A spectacular brass astrolabe, or hand-held astronomical computer, from the 17th Century and once part of the royal collection of Jaipur city in western India, has been sold for more than £2m ($2.75m) at an auction in London. Sotheby’s said the sale set a record for the auction of an astronomical instrument from the Islamic world, with a piece once tied to royal power now moving through the machinery of the art market for the benefit of collectors and institutions with the cash to play.
Who Owned It, Who Sold It
The object was exhibited at the auction house’s London galleries this week. Benedict Carter, head of the department of Islamic and Indian Art at Sotheby’s, said the object was “perhaps the largest in existence” and had never been exhibited before. It was known to be part of the royal collection of Maharaja Sawai Man Singh II of Jaipur and was passed on to his wife Maharani Gayatri Devi after his death. It then moved to a private collection during her lifetime.
That chain of ownership matters. The instrument was not just a scientific tool; it was a possession of royalty, then private wealth, then auction house spectacle. The sale price, more than £2m, is the latest reminder that cultural objects often end up as trophies in the hands of those already sitting atop the pile.
Astrolabes are metallic disks with multi-layered, interlocking components that were historically used to tell the time, map the stars, the direction of Mecca and the motion of the sky. Dr Federica Gigante of the Oxford Centre for History of Science, Medicine and Technology said, “They are essentially a two-dimensional projection of a three-dimensional universe. I compare them to modern-day smartphones because you can do so many things with them.” She said, “You can calculate the time of sunset, sunrise, the height of a building, the depth of a well, distance and even use them to predict the future. Along with an almanac they were once used to cast horoscopes.”
Craft, Court, and Hierarchy
Astrolabes were first developed in ancient Greece in the 2nd Century BCE and spread to the Islamic world by the 8th Century. Over the following centuries, centres of production flourished across Iraq, Iran, North Africa and al-Andalus, in present-day Spain. This particular instrument was made in the early 17th Century in Lahore, now in Pakistan, at a time when the city had become a leading hub of astrolabe-making in the Mughal world.
It was created by two brothers, Qa'im Muhammad and Muhammad Muqim, for a Mughal nobleman. The pair were part of the so-called “Lahore School,” one of the most renowned centres of astrolabe production of its time. The craft itself was kept within a single family and passed down generations. Only two astrolabes are known to have been jointly made by the brothers; the other, a much smaller one, is kept in a museum in Iraq.
This one was commissioned by Aqa Afzal, a nobleman who administered Lahore during this period. Originally from Isfahan in Iran, he held several senior posts under the Mughal emperors Jahangir and Shah Jahan. The object’s massive size and opulence reflect the patron’s stature.

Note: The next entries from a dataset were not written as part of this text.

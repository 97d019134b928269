//! Symbolic labels for immediate operands.

use crate::segment::SegmentMap;
use crate::Address;

/// Rewrites absolute addresses as `name + offset` labels.
///
/// Lookup is a linear scan in file order and the first containing body
/// wins, even when a later segment would be a tighter fit.
#[derive(Debug, Clone, Copy)]
pub struct LabelRewriter<'a> {
    segments: &'a SegmentMap,
}

impl<'a> LabelRewriter<'a> {
    pub fn new(segments: &'a SegmentMap) -> Self {
        Self { segments }
    }

    /// Render `immediate`, labelled when it points into a known function body.
    pub fn rewrite(&self, immediate: i64) -> String {
        let addr = immediate as u64;
        if immediate < 0 {
            return format!("0x{:08X}", addr);
        }

        match self.lookup(addr) {
            Some((name, offset)) => format!("0x{:08X} ({} + 0x{:04X})", addr, name, offset),
            None => format!("0x{:08X}", addr),
        }
    }

    /// Name and offset of the first body containing `addr` (end inclusive).
    pub fn lookup(&self, addr: Address) -> Option<(&'a str, u64)> {
        self.segments.iter().find_map(|seg| {
            let body = seg.body?;
            if body.contains_inclusive(addr) {
                Some((seg.display_name(), addr - body.begin))
            } else {
                None
            }
        })
    }
}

Carter said, “It weighs 8.2kg, measures nearly 30cm in diameter and stands about 46cm tall - almost four times the size of a typical astrolabe from 17th Century India.” He also said, “It also has a striking cross-cultural element. The star pointers carry their standard names in Persian, alongside Sanskrit equivalents etched in the Devanagari script.”
According to Sotheby’s, the piece contains 94 cities inscribed within it, each marked with their respective longitudes and latitudes, along with 38 star pointers linked by intricate floral tracery. It also features five precision-calibrated plates and degree divisions “so fine they are subdivided down to a third of a degree”. This level of detail reflects the extraordinary craftsmanship of the Lahore School, which at the time was “at its most refined,” Carter said. Technical precision, functionality and artistic beauty converged in a way that set it apart from earlier astrolabes produced in parts of the Middle East, which might have only been functional.
What the Auction House Celebrated
The object also speaks to the broader scientific impulse of the Mughal court, where rulers and courtiers showed a heightened interest in the advances in astronomy and astrology. Gigante said, “It is not only big, beautiful and heavy, it is so incredibly accurate that it will give you the exact degree of altitude [of a celestial body].” She added that the only comparable instrument was likely one made for Abbas II of Persia.
Sotheby’s had said before the auction that the piece’s pristine condition and royal provenance was expected to attract keen interest from museums and collectors. It broke the record held by an Ottoman astrolabe made for Sultan Bayezid II, which was a much smaller piece sold in 2014 for just under £1m.
The sale leaves the object where the market wants it: priced, displayed, and claimed as a record. The people who made it, used it, and passed it through royal hands are long gone; the auction house and its buyers remain, turning history into a luxury asset with a hammer strike.